Buyers looking to purchase a private property in these past two years also include HDB flat owners who have satisfied the Minimum Occupation Period (MOP) of their flat, i.e. they have lived in their unit for at least five years. As the quality of Build-to-Order HDB flats has improved over the years, the difference in standards between public and private housing has narrowed considerably. Flat owners who just cleared their MOP are therefore in no hurry to purchase a private condo, since their HDB flat has good build quality. Only when a major opportunity arises will they be motivated to purchase a condo.

Meanwhile, the roughly 1 percentage point average price fall in every quarter over the last two years may not have been sufficient for opportunistic buying to emerge. Such buyers will usually snap up properties when they sense the market has plunged by about 10 per cent overall, or at least 5 per cent in a quarter.

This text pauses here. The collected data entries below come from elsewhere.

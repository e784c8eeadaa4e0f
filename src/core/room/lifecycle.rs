//=========================================================================
// Lifecycle Queue
//=========================================================================
//
// Queue of pending create and destroy events of a room's objects.
//
// Rooms queue lifecycle events here when objects are added or removed.
// The game fires them once the running event returns, so adding or
// removing objects never re-enters the room while it is borrowed.
//
//=========================================================================

//=== Internal Dependencies ===============================================

use super::RoomKey;
use crate::core::object::{Object, ObjectId};

//=== Lifecycle Event =====================================================

/// A pending object lifecycle event.
pub(crate) enum Lifecycle<R: RoomKey> {
    /// The object was added; its create event has not fired yet.
    Create(ObjectId),

    /// The object was removed from the running room. It is kept here
    /// until its destroy event has fired.
    Destroy(Object<R>),
}

//=== Lifecycle Queue =====================================================

pub(crate) struct LifecycleQueue<R: RoomKey> {
    queue: Vec<Lifecycle<R>>,
}

impl<R: RoomKey> LifecycleQueue<R> {
    pub(crate) fn new() -> Self {
        Self { queue: Vec::new() }
    }

    pub(crate) fn push(&mut self, event: Lifecycle<R>) {
        self.queue.push(event);
    }

    pub(crate) fn is_empty(&self) -> bool {
        self.queue.is_empty()
    }

    pub(crate) fn len(&self) -> usize {
        self.queue.len()
    }

    /// Whether a create event for `id` is still waiting.
    pub(crate) fn has_pending_create(&self, id: ObjectId) -> bool {
        self.queue
            .iter()
            .any(|e| matches!(e, Lifecycle::Create(c) if *c == id))
    }

    /// Drops a waiting create event. Returns whether one was queued.
    pub(crate) fn cancel_create(&mut self, id: ObjectId) -> bool {
        let before = self.queue.len();
        self.queue.retain(|e| !matches!(e, Lifecycle::Create(c) if *c == id));
        self.queue.len() != before
    }

    /// Takes all events from the queue, leaving it empty.
    pub(crate) fn take(&mut self) -> Vec<Lifecycle<R>> {
        std::mem::take(&mut self.queue)
    }
}

impl<R: RoomKey> Default for LifecycleQueue<R> {
    fn default() -> Self {
        Self::new()
    }
}

//=========================================================================
// Unit Tests
//=========================================================================

#[cfg(test)]
mod tests {
    use super::*;
    use crate::core::object::ObjectState;

    #[derive(Debug, Clone, Copy, PartialEq, Eq, Hash)]
    enum TestRoom {
        Main,
    }

    impl RoomKey for TestRoom {}

    #[test]
    fn queue_keeps_push_order() {
        let mut queue: LifecycleQueue<TestRoom> = LifecycleQueue::new();
        let a = ObjectState::new(0.0, 0.0).id();
        let b = Object::new(ObjectState::new(0.0, 0.0), ());
        let b_id = b.id();

        queue.push(Lifecycle::Create(a));
        queue.push(Lifecycle::Destroy(b));
        assert_eq!(queue.len(), 2);

        let events = queue.take();
        assert!(queue.is_empty());
        assert!(matches!(events[0], Lifecycle::Create(id) if id == a));
        assert!(matches!(&events[1], Lifecycle::Destroy(obj) if obj.id() == b_id));
    }

    #[test]
    fn create_can_be_cancelled() {
        let mut queue: LifecycleQueue<TestRoom> = LifecycleQueue::new();
        let a = ObjectState::new(0.0, 0.0).id();
        queue.push(Lifecycle::Create(a));

        assert!(queue.has_pending_create(a));
        assert!(queue.cancel_create(a));
        assert!(!queue.cancel_create(a));
        assert!(queue.is_empty());
    }
}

However, none of the past eight quarters from the fourth quarter of 2013 to the third quarter of this year have seen an average price fall of such magnitude. Some buyers who have been sidelined may also have dropped out of the wait when large price cuts did not materialise, deciding to invest in areas other than property.

Some other reasons for the limited price cuts of private residential projects in the past two years include developers having diversified their portfolios and risk-return strategies. The limited opportunities of developing properties in Singapore have forced some of them to break ground overseas and develop or invest in properties in the region.

The private residential project they are holding on to in Singapore has become a smaller part of the overall development portfolio, making price reductions sticky. In addition, they had paid high prices for acquiring the land for the Singapore residential project.

A soft landing in prices has been firmly established over the past two years, but it may not necessarily have put demand and expectations for residential properties on a solid footing. The common view is that the soft landing in prices will persist, in that every quarter ahead will continue to see a roughly 1-odd percentage dip in private home prices.

Given the large number of unlaunched and unsold residential stock, we cannot assume that the coming quarters will not see a blow-out in property prices. If it happens, however, it will likely be short-lived, as opportunistic buying will quickly set in — and prices can possibly recover fast enough following a major drop in prices in a quarter or two.

ABOUT THE AUTHOR: Ong Kah Seng is a director at R’ST Research, a real estate research firm in Singapore covering all property sectors, including residential, retail, office, industrial, investment, leisure and hospitality.